I have just done a spot on Talk Radio, being interviewed by Mike Dickin, as is my occasional wont. From time to time, it is arranged that he and I will take it in turns to mouth off about some issue of the day.

Today what Mike Dickin was complaining about, and inviting me to complain about along with him, was this:

Business leaders have criticised new rules that require companies to provide prayer rooms and give religious holidays to non-Christians as “unacceptable and ridiculous”.

In a 99-page document published last week, the Commission for Racial Equality set out draft guidance on how companies should prevent discrimination against religious and racial minorities.

The most controversial proposal is that employers should have to provide prayer rooms and give time off for non-Christians to mark their own religious holidays.

Obviously commenters may want to say their thing about that, but I want to discuss something somewhat different. I found myself in partial but severe disagreement with Mike Dickin on this matter.

In particular, I think I observed an extremely common syndrome which does much to explain why proposals for intrusive laws have such an annoying habit of becoming intrusive laws. An intrusive law is proposed, concerning, e.g. (as in this case) religion.

The Mike Dickin tendency then opposes this proposed law, but does it incompetently, indeed counter-productively. The Mike Dickin tendency opposes this proposed law not by saying that these are matters that people should be left to decide amongst themselves, but by insulting religion. The idea of compulsory prayer rooms is stupid, because religion itself – the phrase Dickin used was “getting religion” – is stupid. Personally, if you force me to answer such questions, I also think that religion is stupid, but this is not the basis of my objection to this proposed law about prayer rooms. I will only insult religion in a public debate if the debate is about the truth or wisdom of religion, and if others are allowed to insult my atheist beliefs. Meanwhile, I don’t think that any religion, or atheism, should be either compulsory or illegal.

Nor do I think it at all silly for a company to have a special prayer room for a few, some, most, or all of their workers, if they think that this is a good idea. After all, religious people must in many circumstances have considerable attractions as employees. What if the religion in question makes it far less likely that the employees who believe in it will show up for work drunk, and then mishandle dangerous machinery or insult important customers or colleagues, perhaps in other countries over the telephone? No, daft as I think religious beliefs to be, it makes a lot of sense to me that a company might want to make it extremely easy for their workers to be religious. But my point here is: this is a decision that individual firms should be allowed to make for themselves.

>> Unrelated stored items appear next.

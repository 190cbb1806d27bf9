pub const HELP: &str = r#"Parse VHDL source code and analyze the project structure.

Usage:
    vhdltree [options] [<path>...]

Arguments:
    <path>...             a source file or directory to parse (default: .)

Options:
    --input, -i <path>    a source file or directory to parse
    --exclude, -e <path>  a path prefix to skip
    --ambig, -a           report explicit-ambiguity diagnostics while parsing
    --timeout <sec>       give up on a single file after this many seconds
    --cst                 print each file's concrete syntax tree
    --tree                print each file's syntax tree with type annotations
    --ast                 print the assembled project model
    --json                print the assembled project model as json
    --simple              print a compact summary of libraries and units
    --std                 pre-load the built-in std and ieee libraries
    --debug               print per-file timing diagnostics
    --version             print version information and exit
    --help, -h            print help information
"#;
use std::fmt::Display;

#[derive(Debug, PartialEq, Clone)]
pub enum Delimiter {
    Ampersand,   // &
    SingleQuote, // '
    ParenL,      // (
    ParenR,      // )
    Star,        // *
    Plus,        // +
    Comma,       // ,
    Dash,        // -
    Dot,         // .
    FwdSlash,    // /
    Colon,       // :
    Terminator,  // ;
    Lt,          // <
    Eq,          // =
    Gt,          // >
    BackTick,    // `
    Pipe,        // | or ! VHDL-1993 LRM p180
    BrackL,      // [
    BrackR,      // ]
    Question,    // ?
    AtSymbol,    // @
    Arrow,       // =>
    DoubleStar,  // **
    VarAssign,   // :=
    Inequality,  // /=
    GTE,         // >=
    SigAssign,   // <=
    Box,         // <>
    SigAssoc,    // <=>
    CondConv,    // ??
    MatchEQ,     // ?=
    MatchNE,     // ?/=
    MatchLT,     // ?<
    MatchLTE,    // ?<=
    MatchGT,     // ?>
    MatchGTE,    // ?>=
    DoubleLT,    // <<
    DoubleGT,    // >>
}

impl Delimiter {
    /// Attempts to match the given string of characters `s` to a VHDL delimiter.
    pub fn transform(s: &str) -> Option<Self> {
        Some(match s {
            "&" => Self::Ampersand,
            "'" => Self::SingleQuote,
            "(" => Self::ParenL,
            ")" => Self::ParenR,
            "*" => Self::Star,
            "+" => Self::Plus,
            "," => Self::Comma,
            "-" => Self::Dash,
            "." => Self::Dot,
            "/" => Self::FwdSlash,
            ":" => Self::Colon,
            ";" => Self::Terminator,
            "<" => Self::Lt,
            "=" => Self::Eq,
            ">" => Self::Gt,
            "`" => Self::BackTick,
            "!" | "|" => Self::Pipe,
            "[" => Self::BrackL,
            "]" => Self::BrackR,
            "?" => Self::Question,
            "@" => Self::AtSymbol,
            "=>" => Self::Arrow,
            "**" => Self::DoubleStar,
            ":=" => Self::VarAssign,
            "/=" => Self::Inequality,
            ">=" => Self::GTE,
            "<=" => Self::SigAssign,
            "<>" => Self::Box,
            "<=>" => Self::SigAssoc,
            "??" => Self::CondConv,
            "?=" => Self::MatchEQ,
            "?/=" => Self::MatchNE,
            "?<" => Self::MatchLT,
            "?<=" => Self::MatchLTE,
            "?>" => Self::MatchGT,
            "?>=" => Self::MatchGTE,
            "<<" => Self::DoubleLT,
            ">>" => Self::DoubleGT,
            _ => return None,
        })
    }

    pub fn as_str(&self) -> &str {
        match self {
            Self::Ampersand => "&",
            Self::SingleQuote => "'",
            Self::ParenL => "(",
            Self::ParenR => ")",
            Self::Star => "*",
            Self::Plus => "+",
            Self::Comma => ",",
            Self::Dash => "-",
            Self::Dot => ".",
            Self::FwdSlash => "/",
            Self::Colon => ":",
            Self::Terminator => ";",
            Self::Lt => "<",
            Self::Eq => "=",
            Self::Gt => ">",
            Self::BackTick => "`",
            Self::Pipe => "|",
            Self::BrackL => "[",
            Self::BrackR => "]",
            Self::Question => "?",
            Self::AtSymbol => "@",
            Self::Arrow => "=>",
            Self::DoubleStar => "**",
            Self::VarAssign => ":=",
            Self::Inequality => "/=",
            Self::GTE => ">=",
            Self::SigAssign => "<=",
            Self::Box => "<>",
            Self::SigAssoc => "<=>",
            Self::CondConv => "??",
            Self::MatchEQ => "?=",
            Self::MatchNE => "?/=",
            Self::MatchLT => "?<",
            Self::MatchLTE => "?<=",
            Self::MatchGT => "?>",
            Self::MatchGTE => "?>=",
            Self::DoubleLT => "<<",
            Self::DoubleGT => ">>",
        }
    }
}

impl Display for Delimiter {
    fn fmt(&self, f: &mut std::fmt::Formatter<'_>) -> std::fmt::Result {
        write!(f, "{}", self.as_str())
    }
}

And while we are about it, individual firms should be allowed to be as prejudiced as they like either in favour of or against a particular religion, or religions generally.

In short, my reaction to proposals like these ones from the CRE is to frame this as an argument about freedom versus compulsion. Yes, it might well make sense for a business to have a prayer room, but no, it should most definitely not be compulsory for all businesses to have prayer rooms if they do not see any need for one, or simply do not want one, think that they cannot afford on, … whatever.

The trouble with the Mike Dickin line of argument is that it turns this into an argument which at least sounds like one about which kind of compulsion to have. It also turns the argument into a political beauty contest which the Mike Dickin tendency is going to lose. After all, Mike Dickin is the one who is now insulting other people’s beliefs, and the Commission for Racial Equality is, approximately speaking, sticking up for their version of religious freedom.

So it is that the Mike Dickin argument is all too liable to snatch defeat from the jaws of what could and should have been a victory. It is bad enough that the opponents of freedom try relentlessly to paint the freedom argument as an argument in favour of different (and unappealing) compulsions, and to say that those who favour freedom have insulting opinions about whoever or whatever (Europe is a classic example of this syndrome) is supposedly being helped by the compulsions being proposed. It is especially depressing when the opponents of the compulsions being proposed collude with the compulsion tendency, and fall right into the trap that is being set for them by themselves proposing (or at the very least implying) compulsions of their own, and launching insults at third, fourth, tenth and twentieth parties who have yet to make up their minds.

13 comments to Falling into the Mike Dickin trap

  • You get this all the time on the Today programme. Some half-baked government proposal – like the minimum wage, bigger doors for the disabled, more women, whatever – gets discussed. The pro-lobby go for the moral high ground, and the opponent ( who always seems to have been dragged in from the Institute of Directors ) instead of arguing on moral grounds, first starts by complimenting the good intentions of the interferer, and then pleads that industry just can’t afford it.
    Which makes the opponent sounds like a miserable tightwad who hates disabled people.
    Brilliant.

  • I think there’s also an argument here that immigrants [should] have implicitly accepted the mores of their new country of residence by freely choosing to move there and shouldn’t expect or demand special treatment.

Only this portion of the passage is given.